→ Task requirements
Extract every line from the records below that contains the word "title".

------------------------------------------------------------------------

//! Export records, log rendering and output layout

use std::fs;
use std::path::Path;

use once_cell::sync::Lazy;
use regex::Regex;
use serde::Serialize;

use crate::error::Result;
use crate::models::{AssetKind, Embed, Message};

pub const MESSAGE_LOG_FILE: &str = "messages.txt";
pub const EMBED_LOG_FILE: &str = "embeds.txt";
pub const STRUCTURED_LOG_FILE: &str = "messages.json";
pub const ATTACHMENTS_DIR: &str = "attachments";
pub const EMBEDS_DIR: &str = "embeds";
pub const DEFAULT_ASSET_EXTENSION: &str = ".png";

static UNSAFE_FILENAME_CHARS: Lazy<Regex> =
    Lazy::new(|| Regex::new(r"[/\\\x00-\x1f]").expect("valid filename regex"));

/// Everything recorded about one exported message.
#[derive(Debug, Clone, PartialEq, Serialize)]
pub struct ExportedMessage {
    pub id: String,
    pub author: String,
    pub timestamp: String,
    pub content: String,
    pub attachments: Vec<SavedAttachment>,
    pub embeds: Vec<EmbedRecord>,
}

impl ExportedMessage {
    /// Record for a message before anything has been downloaded.
    pub fn new(message: &Message) -> Self {
        Self {
            id: message.id.clone(),
            author: message.author.clone(),
            timestamp: message.iso_timestamp(),
            content: message.content.clone(),
            attachments: Vec::new(),
            embeds: Vec::new(),
        }
    }
}

#[derive(Debug, Clone, PartialEq, Serialize)]
pub struct SavedAttachment {
    pub name: String,
    pub url: String,
    /// Path relative to the output directory, `None` if the download failed.
    pub saved_as: Option<String>,
}

#[derive(Debug, Clone, PartialEq, Serialize)]
pub struct EmbedRecord {
    /// 1-based position within the message.
    pub position: usize,
    pub title: Option<String>,
    pub description: Option<String>,
    pub url: Option<String>,
    pub assets: Vec<AssetOutcome>,
}

impl EmbedRecord {
    pub fn new(position: usize, embed: &Embed) -> Self {
        Self {
            position,
            title: embed.title.clone(),
            description: embed.description.clone(),
            url: embed.url.clone(),
            assets: Vec::new(),
        }
    }
}

#[derive(Debug, Clone, PartialEq, Serialize)]
pub struct AssetOutcome {
    pub kind: AssetKind,
    pub url: String,
    pub saved_as: Option<String>,
}

/// Replace characters that would let a name escape its directory.
pub fn sanitize_file_name(name: &str) -> String {
    let cleaned = UNSAFE_FILENAME_CHARS.replace_all(name, "_");
    if cleaned.is_empty() {
        "unnamed".to_string()
    } else {
        cleaned.into_owned()
    }
}

/// `<messageId>-<attachmentName>`
pub fn attachment_file_name(message_id: &str, attachment_name: &str) -> String {
    format!("{}-{}", message_id, sanitize_file_name(attachment_name))
}

/// `<messageId>-embed-<n>-<image|thumbnail><ext>`
pub fn embed_asset_file_name(message_id: &str, position: usize, kind: AssetKind, url: &str) -> String {
    format!(
        "{}-embed-{}-{}{}",
        message_id,
        position,
        kind.label(),
        extension_from_url(url)
    )
}

/// Extension (with the dot) of the last path segment, ignoring query and fragment.
pub fn extension_from_url(url: &str) -> String {
    let path = match url::Url::parse(url) {
        Ok(parsed) => parsed.path().to_string(),
        Err(_) => url.split(['?', '#']).next().unwrap_or_default().to_string(),
    };
    let last_segment = path.rsplit('/').next().unwrap_or_default();

    Path::new(last_segment)
        .extension()
        .and_then(|ext| ext.to_str())
        .filter(|ext| !ext.is_empty())
        .map(|ext| format!(".{}", sanitize_file_name(ext)))
        .unwrap_or_else(|| DEFAULT_ASSET_EXTENSION.to_string())
}

/// Create the output directory with its `attachments` and `embeds` subdirectories.
pub fn create_output_dirs(root: &Path) -> Result<()> {
    fs::create_dir_all(root.join(ATTACHMENTS_DIR))?;
    fs::create_dir_all(root.join(EMBEDS_DIR))?;
    Ok(())
}

/// Render the message log: header, body, attachment lines and a spacer per message.
pub fn render_message_log(messages: &[ExportedMessage]) -> String {
    let mut lines: Vec<String> = Vec::new();

    for msg in messages {
        lines.push(format!("[{}] {}", msg.timestamp, msg.author));
        if !msg.content.is_empty() {
            lines.push(msg.content.clone());
        }
        for attachment in &msg.attachments {
            lines.push(match &attachment.saved_as {
                Some(path) => format!("Attachment saved: {}", path),
                None => format!("Failed to download attachment: {}", attachment.url),
            });
        }
        lines.push(String::new());
    }

    lines.join("\n")
}

/// Render the embed log: one block per embed, asset outcomes in image/thumbnail order.
pub fn render_embed_log(messages: &[ExportedMessage]) -> String {
    let mut lines: Vec<String> = Vec::new();

    for msg in messages {
        for embed in &msg.embeds {
            lines.push(format!("Message {} — Embed {}", msg.id, embed.position));

            let fields = [
                ("Title", &embed.title),
                ("Description", &embed.description),
                ("URL", &embed.url),
            ];
            for (label, value) in fields {
                if let Some(value) = value.as_deref().filter(|v| !v.is_empty()) {
                    lines.push(format!("{}: {}", label, value));
                }
            }

            for asset in &embed.assets {
                lines.push(match &asset.saved_as {
                    Some(path) => format!("Downloaded {}: {}", asset.kind.label(), path),
                    None => format!("Failed to download {}: {}", asset.kind.label(), asset.url),
                });
            }
            lines.push(String::new());
        }
    }

    lines.join("\n")
}

/// Write `messages.txt`, `embeds.txt` and optionally `messages.json`.
pub fn write_logs(root: &Path, messages: &[ExportedMessage], structured: bool) -> Result<()> {
    fs::write(root.join(MESSAGE_LOG_FILE), render_message_log(messages))?;
    fs::write(root.join(EMBED_LOG_FILE), render_embed_log(messages))?;
    if structured {
        let json = serde_json::to_string_pretty(messages)?;
        fs::write(root.join(STRUCTURED_LOG_FILE), json)?;
    }
    Ok(())
}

------------------------------------------------------------------------

→ Reply to the exercise
    pub title: Option<String>,
            title: embed.title.clone(),
                ("Title", &embed.title),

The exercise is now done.